I've sometimes seen cases where the chipsets are not exactly compatible, but where both will successfully negotiate with a switch in the middle.
Regards, Chris McMullan Fortinet Ottawa
This didn't happen when we had Watchguard firewall.This started before 2 days when watchguard was replaced with Fortigate.I tried both the ways.Connecting directly between ISP device and fortinet and via netgear switch.The upload speed is still slow.Sometimes download and upload gets stuck and disconnected.I need to disable Web filter and App control features to re download them properly again.Not sure if both these issues are related.
Shrisundar wrote:I need to disable Web filter and App control features to re download them properly again.Not sure if both these issues are related.

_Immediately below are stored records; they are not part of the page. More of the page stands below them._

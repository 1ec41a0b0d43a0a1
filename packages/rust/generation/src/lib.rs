//! Text-generation boundary for MVP Factory.
//!
//! Every phase talks to the model through the [`Generator`] trait. The
//! default implementation is [`GeminiClient`]; tests substitute scripted
//! fakes. Response text is normalized here too: [`extract_content`] turns a
//! raw completion into file content, [`parse_json_response`] into a typed
//! value, and [`flatten_manifest`] folds nested planning trees into a flat
//! path → purpose map.

mod extract;
mod gemini;
mod manifest;

use std::future::Future;

use mvpfactory_shared::{GeminiConfig, Result};

pub use extract::{ExtractedResponse, extract_content, parse_json_response};
pub use gemini::GeminiClient;
pub use manifest::flatten_manifest;

/// Which pipeline step a prompt belongs to. Selects the model.
#[derive(Debug, Clone, Copy, PartialEq, Eq, Hash)]
pub enum ModelRole {
    Planning,
    Design,
    Frontend,
    Backend,
    Review,
    Docs,
}

impl ModelRole {
    pub fn as_str(&self) -> &'static str {
        match self {
            Self::Planning => "planning",
            Self::Design => "design",
            Self::Frontend => "frontend",
            Self::Backend => "backend",
            Self::Review => "review",
            Self::Docs => "docs",
        }
    }
}

impl std::fmt::Display for ModelRole {
    fn fmt(&self, f: &mut std::fmt::Formatter<'_>) -> std::fmt::Result {
        f.write_str(self.as_str())
    }
}

/// Per-role model identifiers.
#[derive(Debug, Clone)]
pub struct ModelRoster {
    pub planning: String,
    pub design: String,
    pub frontend: String,
    pub backend: String,
    pub review: String,
    pub docs: String,
}

impl ModelRoster {
    pub fn model_for(&self, role: ModelRole) -> &str {
        match role {
            ModelRole::Planning => &self.planning,
            ModelRole::Design => &self.design,
            ModelRole::Frontend => &self.frontend,
            ModelRole::Backend => &self.backend,
            ModelRole::Review => &self.review,
            ModelRole::Docs => &self.docs,
        }
    }
}

impl From<&GeminiConfig> for ModelRoster {
    fn from(config: &GeminiConfig) -> Self {
        Self {
            planning: config.planning_model.clone(),
            design: config.design_model.clone(),
            frontend: config.frontend_model.clone(),
            backend: config.backend_model.clone(),
            review: config.review_model.clone(),
            docs: config.docs_model.clone(),
        }
    }
}

/// A text-in, text-out model backend.
///
/// Calls are awaited one at a time by the pipeline; implementations need no
/// internal queueing and must not retry on their own.
pub trait Generator: Send + Sync {
    fn generate(&self, role: ModelRole, prompt: &str)
    -> impl Future<Output = Result<String>> + Send;
}
//! Static per-file checks: Python syntax, script syntax via `node --check`,
//! and HTML document structure.

use std::ffi::OsStr;
use std::path::Path;
use std::process::Stdio;
use std::time::Duration;

use tokio::process::Command;
use tracing::{debug, instrument, warn};
use tree_sitter::{Node, Parser};

use mvpfactory_shared::{ArtifactSet, ValidationConfig};

const SCRIPT_EXTENSIONS: &[&str] = &[".js", ".mjs", ".cjs"];
const REQUIRED_HTML_TAGS: &[&str] = &["<html", "<head", "<body"];

/// Parses the file named by `argv[1]` and prints `line<TAB>message` on a
/// syntax error. Nothing is written next to the file.
const PYTHON_PARSE: &str = "import ast, sys
try:
    ast.parse(open(sys.argv[1], 'rb').read(), sys.argv[1])
except SyntaxError as e:
    print(f'{e.lineno or 0}\\t{e.msg}')
    sys.exit(1)
";

/// Statements that must be followed by an indented block.
const BLOCK_HEADERS: &[&str] = &[
    "function_definition",
    "class_definition",
    "if_statement",
    "elif_clause",
    "else_clause",
    "for_statement",
    "while_statement",
    "with_statement",
    "try_statement",
    "except_clause",
    "except_group_clause",
    "finally_clause",
    "case_clause",
];

/// Category of a static finding.
#[derive(Debug, Clone, Copy, PartialEq, Eq)]
pub enum DiagnosticKind {
    PythonSyntax,
    ScriptSyntax,
    ScriptTimeout,
    HtmlStructure,
}

impl DiagnosticKind {
    fn label(&self) -> &'static str {
        match self {
            Self::PythonSyntax => "SyntaxError",
            Self::ScriptSyntax => "JS Error",
            Self::ScriptTimeout => "JS Timeout",
            Self::HtmlStructure => "HTML",
        }
    }
}

/// One finding reported by [`StaticValidator`].
#[derive(Debug, Clone, PartialEq, Eq)]
pub struct Diagnostic {
    pub path: String,
    /// 1-based line, when the checker can tell.
    pub line: Option<usize>,
    pub kind: DiagnosticKind,
    pub message: String,
}

impl std::fmt::Display for Diagnostic {
    fn fmt(&self, f: &mut std::fmt::Formatter<'_>) -> std::fmt::Result {
        let label = self.kind.label();
        match self.line {
            Some(line) => write!(f, "[{}] {label} line {line}: {}", self.path, self.message),
            None => write!(f, "[{}] {label}: {}", self.path, self.message),
        }
    }
}

/// How an external checker run ended.
enum CheckerRun {
    Passed,
    Rejected { stdout: String, stderr: String },
    TimedOut,
    /// Not installed, or it could not be run to completion.
    Unavailable,
}

/// Runs every applicable check over the files of a project tree.
#[derive(Debug, Clone)]
pub struct StaticValidator {
    python_cmd: String,
    node_cmd: String,
    timeout: Duration,
}

impl Default for StaticValidator {
    fn default() -> Self {
        Self::from_config(&ValidationConfig::default())
    }
}
//! Core domain types for MVP Factory projects.

use chrono::{DateTime, Utc};
use indexmap::IndexMap;
use serde::{Deserialize, Serialize};
use uuid::Uuid;

use crate::artifact_set::ArtifactSet;
use crate::error::{FactoryError, Result};

/// Sidecar metadata file written at the root of every project tree.
pub const META_FILE_NAME: &str = ".factory_meta.json";

/// Well-known artifact path of the design spec.
pub const DESIGN_SPEC_PATH: &str = "design_spec.json";

/// Ordered path → purpose mapping.
pub type FileManifest = IndexMap<String, String>;

// ---------------------------------------------------------------------------
// RunId
// ---------------------------------------------------------------------------

/// A UUID v7 wrapper identifying one pipeline run (time-sortable).
#[derive(Debug, Clone, PartialEq, Eq, Hash, Serialize, Deserialize)]
#[serde(transparent)]
pub struct RunId(pub Uuid);

impl RunId {
    /// Generate a new time-sortable run identifier.
    pub fn new() -> Self {
        Self(Uuid::now_v7())
    }
}

impl Default for RunId {
    fn default() -> Self {
        Self::new()
    }
}

impl std::fmt::Display for RunId {
    fn fmt(&self, f: &mut std::fmt::Formatter<'_>) -> std::fmt::Result {
        write!(f, "{}", self.0)
    }
}

// ---------------------------------------------------------------------------
// Phase
// ---------------------------------------------------------------------------

/// Position of a project in the pipeline.
///
/// Variants are declared in execution order; `Error` is absorbing and sorts last.
#[derive(Debug, Clone, Copy, PartialEq, Eq, PartialOrd, Ord, Hash, Serialize, Deserialize)]
#[serde(rename_all = "snake_case")]
pub enum Phase {
    Pending,
    Planned,
    Designed,
    FrontendDone,
    BackendDone,
    Persisted,
    Validated,
    Error,
}

impl Phase {
    /// Stable label used in checkpoint records and logs.
    pub fn label(&self) -> &'static str {
        match self {
            Self::Pending => "pending",
            Self::Planned => "planned",
            Self::Designed => "designed",
            Self::FrontendDone => "frontend_done",
            Self::BackendDone => "backend_done",
            Self::Persisted => "persisted",
            Self::Validated => "validated",
            Self::Error => "error",
        }
    }

    /// Operator-facing hint about what a resume from this phase will do.
    pub fn resume_hint(&self) -> &'static str {
        match self {
            Self::Pending => "nothing completed yet, planning will run",
            Self::Planned => "planning done, design resumes",
            Self::Designed => "design done, frontend generation resumes",
            Self::FrontendDone => "frontend done, backend generation resumes",
            Self::BackendDone => "backend done, persistence and validation resume",
            Self::Persisted => "saved to disk, validation resumes",
            Self::Validated => "finished",
            Self::Error => "failed",
        }
    }

    /// `true` for `Validated` and `Error`.
    pub fn is_terminal(&self) -> bool {
        matches!(self, Self::Validated | Self::Error)
    }
}

impl std::fmt::Display for Phase {
    fn fmt(&self, f: &mut std::fmt::Formatter<'_>) -> std::fmt::Result {
        f.write_str(self.label())
    }
}

// ---------------------------------------------------------------------------
// Build mode / project type
// ---------------------------------------------------------------------------

/// How the current run was entered.
#[derive(Debug, Clone, PartialEq, Eq, Serialize, Deserialize)]
#[serde(tag = "kind", rename_all = "snake_case")]
pub enum BuildMode {
    /// Fresh build from an idea.
    New,
    /// Modification of an existing project tree.
    Upgrade { request: String },
}

/// Shape of the generated project, decided by planning.
#[derive(Debug, Clone, Copy, Default, PartialEq, Eq, Serialize, Deserialize)]
#[serde(rename_all = "snake_case")]
pub enum ProjectType {
    FrontendOnly,
    #[default]
    Fullstack,
    BackendOnly,
}

impl ProjectType {
    /// Lenient parse of the planner's `project_type` string. Unknown values map to fullstack.
    pub fn from_label(label: &str) -> Self {
        match label.trim().to_ascii_lowercase().replace('-', "_").as_str() {
            "frontend_only" | "frontend" => Self::FrontendOnly,
            "backend_only" | "backend" => Self::BackendOnly,
            _ => Self::Fullstack,
        }
    }
}

// ---------------------------------------------------------------------------
// DesignSpec
// ---------------------------------------------------------------------------

/// Canvas rendering hints.
#[derive(Debug, Clone, Default, PartialEq, Serialize, Deserialize)]
pub struct CanvasSpec {
    #[serde(default)]
    pub use_canvas: bool,
    #[serde(default)]
    pub canvas_guide: Option<String>,
}

/// Theme and component taxonomy shared by every frontend file.
#[derive(Debug, Clone, PartialEq, Serialize, Deserialize)]
pub struct DesignSpec {
    #[serde(default)]
    pub theme: IndexMap<String, String>,
    #[serde(default)]
    pub typography: IndexMap<String, String>,
    #[serde(default)]
    pub components: IndexMap<String, serde_json::Value>,
    #[serde(default)]
    pub layout: IndexMap<String, String>,
    #[serde(default)]
    pub canvas: CanvasSpec,
    #[serde(default)]
    pub no_image_strategy: String,
    /// Keys the model added beyond the fixed schema (sprites, domain, ...).
    #[serde(flatten)]
    pub extra: serde_json::Map<String, serde_json::Value>,
}

impl DesignSpec {
    /// Theme colour for `key`, or `fallback` when absent.
    pub fn theme_color<'a>(&'a self, key: &str, fallback: &'a str) -> &'a str {
        self.theme.get(key).map(String::as_str).unwrap_or(fallback)
    }

    /// `"GAME"` or `"APP"`, read from the optional `project_domain` key.
    pub fn project_domain(&self) -> &str {
        self.extra
            .get("project_domain")
            .and_then(|v| v.as_str())
            .unwrap_or("APP")
    }
}

impl Default for DesignSpec {
    fn default() -> Self {
        let pairs = |items: &[(&str, &str)]| -> IndexMap<String, String> {
            items
                .iter()
                .map(|(k, v)| ((*k).to_string(), (*v).to_string()))
                .collect()
        };

        let components = [
            ("button_primary", "bg-blue-500 hover:bg-blue-600 text-white font-semibold py-2 px-4 rounded-lg transition-colors"),
            ("button_secondary", "bg-gray-200 hover:bg-gray-300 text-gray-800 font-semibold py-2 px-4 rounded-lg transition-colors"),
            ("card", "bg-white rounded-xl shadow-md p-6"),
            ("input", "w-full border border-gray-300 rounded-lg px-3 py-2 focus:outline-none focus:ring-2 focus:ring-blue-500"),
            ("badge", "inline-flex items-center px-2.5 py-0.5 rounded-full text-xs font-medium bg-blue-100 text-blue-800"),
        ]
        .into_iter()
        .map(|(k, v)| (k.to_string(), serde_json::Value::String(v.to_string())))
        .collect();

        Self {
            theme: pairs(&[
                ("primary", "blue-500"),
                ("secondary", "indigo-600"),
                ("background", "gray-50"),
                ("surface", "white"),
                ("text_primary", "gray-900"),
                ("text_secondary", "gray-600"),
                ("accent", "emerald-400"),
                ("danger", "red-500"),
            ]),
            typography: pairs(&[
                ("font_stack", "-apple-system, BlinkMacSystemFont, 'Segoe UI', sans-serif"),
                ("heading_weight", "font-bold"),
                ("body_size", "text-base"),
            ]),
            components,
            layout: pairs(&[
                ("max_width", "max-w-7xl"),
                ("spacing", "space-y-4"),
                ("grid", "grid grid-cols-1 md:grid-cols-2 lg:grid-cols-3 gap-4"),
            ]),
            canvas: CanvasSpec::default(),
            no_image_strategy: "Replace images with CSS shapes (border-radius, gradient, box-shadow) and unicode glyphs".into(),
            extra: serde_json::Map::new(),
        }
    }
}

// ---------------------------------------------------------------------------
// ProjectState
// ---------------------------------------------------------------------------

/// The single mutable aggregate threaded through every pipeline phase.
#[derive(Debug, Clone, Serialize, Deserialize)]
pub struct ProjectState {
    identity: Option<String>,
    /// The operator's idea that seeded planning.
    pub idea: String,
    pub mode: BuildMode,
    #[serde(default)]
    pub project_type: ProjectType,
    /// Free-text planning document.
    #[serde(default)]
    pub spec_document: String,
    #[serde(default)]
    pub file_manifest: FileManifest,
    /// Upgrade runs only: paths to add or change this run.
    #[serde(default, skip_serializing_if = "Option::is_none")]
    pub delta_manifest: Option<FileManifest>,
    #[serde(default)]
    pub interface_contracts: IndexMap<String, String>,
    #[serde(default, skip_serializing_if = "Option::is_none")]
    pub design_spec: Option<DesignSpec>,
    #[serde(default)]
    pub artifacts: ArtifactSet,
    pub phase: Phase,
    /// Most recent human-readable status or report.
    #[serde(default)]
    pub diagnostics: String,
}

impl ProjectState {
    /// Fresh state for a new build.
    pub fn new_build(idea: impl Into<String>) -> Self {
        Self {
            identity: None,
            idea: idea.into(),
            mode: BuildMode::New,
            project_type: ProjectType::default(),
            spec_document: String::new(),
            file_manifest: FileManifest::new(),
            delta_manifest: None,
            interface_contracts: IndexMap::new(),
            design_spec: None,
            artifacts: ArtifactSet::new(),
            phase: Phase::Pending,
            diagnostics: String::new(),
        }
    }

    pub fn identity(&self) -> Option<&str> {
        self.identity.as_deref()
    }

    /// Identity, or a planning error when it has not been assigned yet.
    pub fn require_identity(&self) -> Result<&str> {
        self.identity
            .as_deref()
            .ok_or_else(|| FactoryError::planning("project identity has not been assigned"))
    }

    /// Assign the project identity. Allowed exactly once.
    ///
    /// The raw name is sanitized into a snake_case directory-safe slug.
    pub fn assign_identity(&mut self, raw: &str) -> Result<&str> {
        if let Some(existing) = &self.identity {
            return Err(FactoryError::validation(format!(
                "project identity already assigned ({existing})"
            )));
        }

        let slug = sanitize_identity(raw);
        if slug.is_empty() {
            return Err(FactoryError::planning(format!(
                "project name {raw:?} does not contain any usable characters"
            )));
        }

        Ok(self.identity.insert(slug))
    }

    /// Mark the run as failed with a diagnostic message.
    pub fn fail(&mut self, message: impl Into<String>) {
        self.phase = Phase::Error;
        self.diagnostics = message.into();
    }

    /// Paths the generation phases must produce this run: the delta manifest
    /// in upgrade mode, the full manifest otherwise.
    pub fn generation_targets(&self) -> &FileManifest {
        self.delta_manifest.as_ref().unwrap_or(&self.file_manifest)
    }

    /// `true` when `path` is a manifest entry or an existing artifact.
    pub fn tracks(&self, path: &str) -> bool {
        self.file_manifest.contains_key(path) || self.artifacts.contains(path)
    }

    /// Replace the interface contracts, keeping only paths the project tracks.
    pub fn set_interface_contracts(&mut self, contracts: IndexMap<String, String>) {
        let mut kept = IndexMap::new();
        for (path, contract) in contracts {
            if self.tracks(&path) {
                kept.insert(path, contract);
            } else {
                tracing::warn!(%path, "dropping interface contract for untracked path");
            }
        }
        self.interface_contracts = kept;
    }
}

When you disable web filter and app control, all works fine ? All the time?
The best way to tell if changing the MTU globally or per-policy would help is to run a verbose sniff on the WAN interface and look for the incidence of fragmented packets. If NPU offloading is enabled for your WAN port, this may not be possible or advisable, depending on how much additional overhead shunting all traffic through the CPU would add to the resource usage on the firewall.
All that being said, here is the syntax for the sniff:
diag sniffer packet wan1 "" 6 0 a
Run it long enough to get a representative sample of the affected traffic, then press Ctl+C to stop the capture. Use PuTTY or a similar terminal emulator application to run the sniff so that you can save the results to a file.

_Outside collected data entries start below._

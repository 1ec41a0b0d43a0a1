//! Prompt builders for every model-backed step.
//!
//! Prompts are plain `format!` templates; the response contracts they ask for
//! are parsed in the phase that sends them.

use std::fmt::Write as _;

use indexmap::IndexMap;

use mvpfactory_analysis::Diagnostic;
use mvpfactory_shared::{ArtifactSet, DESIGN_SPEC_PATH, DesignSpec, FileManifest};

/// Files shown in the upgrade code preview.
const PREVIEW_FILE_LIMIT: usize = 8;
/// Lines shown per previewed file.
const PREVIEW_LINE_LIMIT: usize = 25;
const PREVIEW_EXTENSIONS: &[&str] = &[".py", ".js", ".html", ".ts"];

fn manifest_block(manifest: &FileManifest) -> String {
    if manifest.is_empty() {
        return "(no files)".into();
    }
    manifest
        .iter()
        .map(|(path, purpose)| format!("- {path}: {purpose}"))
        .collect::<Vec<_>>()
        .join("\n")
}

fn files_block<'a>(files: impl Iterator<Item = (&'a str, &'a str)>) -> String {
    let mut out = String::new();
    for (path, content) in files {
        let _ = write!(out, "\n--- {path} ---\n{content}\n");
    }
    out
}

fn contracts_block(contracts: &IndexMap<String, String>) -> String {
    if contracts.is_empty() {
        return "(no interface contracts)".into();
    }
    contracts
        .iter()
        .map(|(path, contract)| format!("- {path}: {contract}"))
        .collect::<Vec<_>>()
        .join("\n")
}

pub fn planning(idea: &str) -> String {
    format!(
        r#"You are an MVP product manager.
Idea: {idea}

Define the minimum viable product that implements this idea.

Requirements:
1. "prd" is a single string describing the product.
2. Every key of "file_tree" is a real file path (for example src/utils/vector2.js). No directories, no nesting.
3. "project_name" is English snake_case (for example doom_fps_game).
4. Dependency completeness: if file A imports file B, file B must also be in file_tree.
5. "project_type" is exactly one of:
   - "frontend_only": games, SPAs, landing pages. No Python files and no requirements.txt.
   - "fullstack": REST API plus UI, with backend/ and frontend/ trees and a requirements.txt.
   - "backend_only": CLIs, data processing.
6. "interface_contracts" maps a file path to the public API other files rely on,
   for example {{"src/map.js": "class Map {{ loadData(data): void; isWalkable(x, y): bool; }}"}}.

Answer with JSON only:
{{
  "project_name": "snake_case_name",
  "project_type": "frontend_only",
  "prd": "product description",
  "file_tree": {{"index.html": "entry page", "src/game.js": "game loop"}},
  "interface_contracts": {{"src/game.js": "class Game {{ start(): void; }}"}}
}}
"#
    )
}

pub fn upgrade_planning(
    spec_document: &str,
    manifest: &FileManifest,
    artifacts: &ArtifactSet,
    request: &str,
) -> String {
    let mut preview = String::new();
    let previewed = artifacts
        .iter()
        .filter(|(path, _)| {
            !path.starts_with('.') && PREVIEW_EXTENSIONS.iter().any(|ext| path.ends_with(ext))
        })
        .take(PREVIEW_FILE_LIMIT);
    for (path, content) in previewed {
        let head: Vec<&str> = content.lines().take(PREVIEW_LINE_LIMIT).collect();
        let _ = write!(
            preview,
            "\n--- {path} (first {} lines) ---\n{}\n",
            head.len(),
            head.join("\n")
        );
    }
    if preview.is_empty() {
        preview.push_str("(none)");
    }

    format!(
        r#"You are an MVP product manager planning an upgrade of an existing project.

=== Existing PRD ===
{spec_document}

=== Existing files ===
{files}

=== Code preview ===
{preview}

=== Upgrade request ===
{request}

Include in delta_file_tree only files that must be added or changed to fulfil the request.
Never include unchanged files. Keep new files consistent with the existing layout.

Answer with JSON only:
{{
  "updated_prd": "full PRD including the new features",
  "delta_file_tree": {{"path/to/changed_or_new_file": "what changes in this file"}},
  "change_summary": "one-line summary of the upgrade"
}}
"#,
        files = manifest_block(manifest),
    )
}

pub fn design(idea: &str, spec_document: &str, frontend_files: &[&str]) -> String {
    let defaults = serde_json::to_string_pretty(&DesignSpec::default()).unwrap_or_default();
    format!(
        r#"You are a UI/UX designer. Produce a design spec for a product built without image assets.

=== Idea ===
{idea}

=== PRD ===
{spec_document}

=== Frontend files ===
{files}

Use Tailwind CSS class names. Replace images with CSS shapes, gradients and unicode glyphs.
Set "project_domain" to "GAME" for canvas-rendered games and "APP" otherwise.

Answer with JSON only, using this shape (values are examples):
{defaults}
"#,
        files = if frontend_files.is_empty() {
            "(none)".to_string()
        } else {
            frontend_files.join("\n")
        },
    )
}

/// Everything a per-file generation prompt needs.
pub struct FileRequest<'a> {
    pub path: &'a str,
    pub purpose: &'a str,
    pub spec_document: &'a str,
    pub manifest: &'a FileManifest,
    pub design_spec: Option<&'a DesignSpec>,
    pub existing: &'a ArtifactSet,
    pub contracts: &'a IndexMap<String, String>,
}

pub fn frontend_file(req: &FileRequest<'_>) -> String {
    let design = req
        .design_spec
        .map(|spec| serde_json::to_string_pretty(spec).unwrap_or_default())
        .unwrap_or_else(|| "(no design spec)".into());
    let rendering = match req.design_spec {
        Some(spec) if spec.project_domain() == "GAME" || spec.canvas.use_canvas => {
            "Render with the HTML5 Canvas API and a requestAnimationFrame loop (update(dt) then render(ctx)). Do not build the scene from DOM nodes."
        }
        _ => {
            "Render with DOM APIs, the Tailwind CDN and Lucide icons (call lucide.createIcons()). Mobile first, responsive prefixes."
        }
    };

    format!(
        r#"You are a senior frontend developer. Write the complete contents of "{path}".

=== PRD ===
{spec}

=== Design spec ===
{design}

=== All files ===
{manifest}

=== Already generated ===
{existing}

=== Interface contract for this file ===
{own_contract}

=== All interface contracts ===
{contracts}

=== File to write ===
Path: {path}
Purpose: {purpose}

Rules:
1. Complete, runnable code. Never truncate.
2. No image files: no <img src>, no url() backgrounds.
3. No globals: a top-level Game/App object owns state and passes dependencies through constructors.
4. Call other files only through the APIs listed in the interface contracts.
5. Backend calls use fetch with baseURL 'http://localhost:8000'.
6. {rendering}

Reply with a single fenced code block in the file's language and nothing else.
"#,
        path = req.path,
        purpose = req.purpose,
        spec = req.spec_document,
        manifest = manifest_block(req.manifest),
        existing = files_block(existing_context(req.existing)),
        own_contract = req
            .contracts
            .get(req.path)
            .map(String::as_str)
            .unwrap_or("(none for this file)"),
        contracts = contracts_block(req.contracts),
    )
}

pub fn backend_file(req: &FileRequest<'_>) -> String {
    format!(
        r#"You are a senior backend developer. Write the complete contents of "{path}".

=== PRD ===
{spec}

=== All files ===
{manifest}

=== Already generated ===
{existing}

=== Interface contract for this file ===
{own_contract}

=== All interface contracts ===
{contracts}

=== File to write ===
Path: {path}
Purpose: {purpose}

Rules:
1. Complete, runnable code. Never truncate.
2. Python imports inside the project are absolute from the top-level package
   (from backend.models import Item). No relative or bare imports.
   The app is started from the project root with `uvicorn backend.main:app`.
3. Every package directory has an __init__.py.
4. requirements.txt lists only packages the code imports, with version ranges.
5. Pydantic v2 (model_config = ConfigDict(...)) and SQLAlchemy 2.0 (DeclarativeBase) syntax.
6. Enable CORS for the frontend.

Reply with a single fenced code block and nothing else.
"#,
        path = req.path,
        purpose = req.purpose,
        spec = req.spec_document,
        manifest = manifest_block(req.manifest),
        existing = files_block(existing_context(req.existing)),
        own_contract = req
            .contracts
            .get(req.path)
            .map(String::as_str)
            .unwrap_or("(none for this file)"),
        contracts = contracts_block(req.contracts),
    )
}

fn existing_context(existing: &ArtifactSet) -> impl Iterator<Item = (&str, &str)> {
    existing.iter().filter(|(path, _)| *path != DESIGN_SPEC_PATH)
}

pub fn review(spec_document: &str, artifacts: &ArtifactSet, diagnostics: &[Diagnostic]) -> String {
    let findings = if diagnostics.is_empty() {
        String::new()
    } else {
        let lines: Vec<String> = diagnostics.iter().map(ToString::to_string).collect();
        format!("\n=== Static check findings ===\n{}\n", lines.join("\n"))
    };

    format!(
        r#"You are a senior code reviewer. Review the codebase below and fix what is broken.

=== PRD ===
{spec_document}
{findings}
=== Codebase ===
{files}

Check for:
1. Syntax errors and likely runtime errors.
2. Missing or wrong imports. Python imports must be absolute (from backend.models import X),
   never relative (from .x) and never bare (from models import X).
3. Frontend/backend API mismatches (URL, method, field names).
4. Core PRD features that are missing.

Answer with JSON only:
{{
  "issues": ["problem 1", "problem 2"],
  "fixed_files": {{"path/of/file": "complete corrected contents"}},
  "summary": "one-line review summary"
}}
Leave files that need no change out of fixed_files. With nothing to fix, return an empty
issues array and an empty fixed_files object.
"#,
        files = files_block(artifacts.iter()),
    )
}

pub fn readme(spec_document: &str, manifest: &FileManifest, artifacts: &ArtifactSet) -> String {
    format!(
        r#"You are a technical writer. Write a README.md that lets a developer who has never seen
this project run it immediately.

=== PRD ===
{spec_document}

=== Files ===
{manifest}

=== Code ===
{files}

Include: title and one-line description, tech stack, directory tree, prerequisites,
install and run steps (backend virtualenv, requirements, server command; how to open or
serve the frontend), main API endpoints if any, and how to verify it is running.

Answer in Markdown only.
"#,
        manifest = manifest_block(manifest),
        files = files_block(artifacts.iter()),
    )
}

Then, search kb.fortinet.com for 'fgt2eth'. This file, as a Perl script and a self-contained executable, can be used to parse the sniff output into the proper Wireshark format. Within Wireshark, you can visually see whether or not a large percentage of your packets are being fragmented, and adjust your settings accordingly.

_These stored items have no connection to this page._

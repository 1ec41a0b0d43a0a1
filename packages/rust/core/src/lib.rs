//! Core pipeline orchestration for MVP Factory.
//!
//! This crate ties planning, design, code generation, persistence and the
//! repair loop into one checkpointed run driven by [`PipelineController`].

pub mod codegen;
pub mod controller;
pub mod design;
pub mod planning;
pub mod progress;
pub mod prompts;
pub mod repair;

#[cfg(test)]
pub(crate) mod testing;

pub use controller::{PipelineController, PipelineSettings, RunOutcome};
pub use progress::{ProgressReporter, SilentProgress};
pub use repair::{RepairLoop, RepairReport, Termination};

To change the MTU globally (or at least, per-interface), the commands are:
config system interface
edit wan1
set mtu-override enable
set mtu x
end
To change the MTU per-policy, the commands are:
config firewall policy
edit x
set tcp-mss-sender x set tcp-mss-receiver x
end
If it doesn't end up helping to change the MTU per-interface or per-policy, I would open a ticket with TAC detailing what you have already tried, and attach the PCAP from the sniff you ran for reference.
Regards, Chris McMullan Fortinet Ottawa
Just want to point out changing the MSS value is NOT changing the MTU. What you should be doing 1st is determining the link MTU between the WAN interface your ISP.
This is revelently simple by using pings with the DF bit enable and see when you start dropping packets. This would be the "last hop link" MTU size.
e.g ( assuming 1.1.1.1 is ISP next-hop )
execute ping-options df-bit yes
execute ping-options data-size 1470
and now we ping and increase the packet size
SOC60D (root) # execute ping 1.1.1.1 PING 1.1.1.1 (1.1.1.1): 1470 data bytes 1478 bytes from 1.1.1.1: icmp_seq=0 ttl=254 time=1.5 ms 1478 bytes from 1.1.1.1: icmp_seq=1 ttl=254 time=1.7 ms --- 1.1.1.1 ping statistics --- 2 packets transmitted, 2 packets received, 0% packet loss round-trip min/avg/max = 1.5/1.6/1.7 ms SOC60D (root) # execute ping-options data-size 1480 SOC60D (root) # execute ping 1.1.1.1 PING 1.1.1.1 (1.1.1.1): 1480 data bytes --- 1.1.1.1 ping statistics --- 5 packets transmitted, 0 packets received, 100% packet loss
Remember that ICMP uses 8bytes and the ip header is 20bytes for the ethernet standard. Once you know what the true path MTU is, than you can hack around with interface MTU settings or MSS if required
PCNSE
NSE
StrongSwan
Hi all,
Thanks for the replies.I wasnt notified about the last two reply.
Tech was able to fix it by bringing a switch between fortigate and ISP device.it was a negotiation issue.
I have an SSL download issue for which i'm going to start a new topic.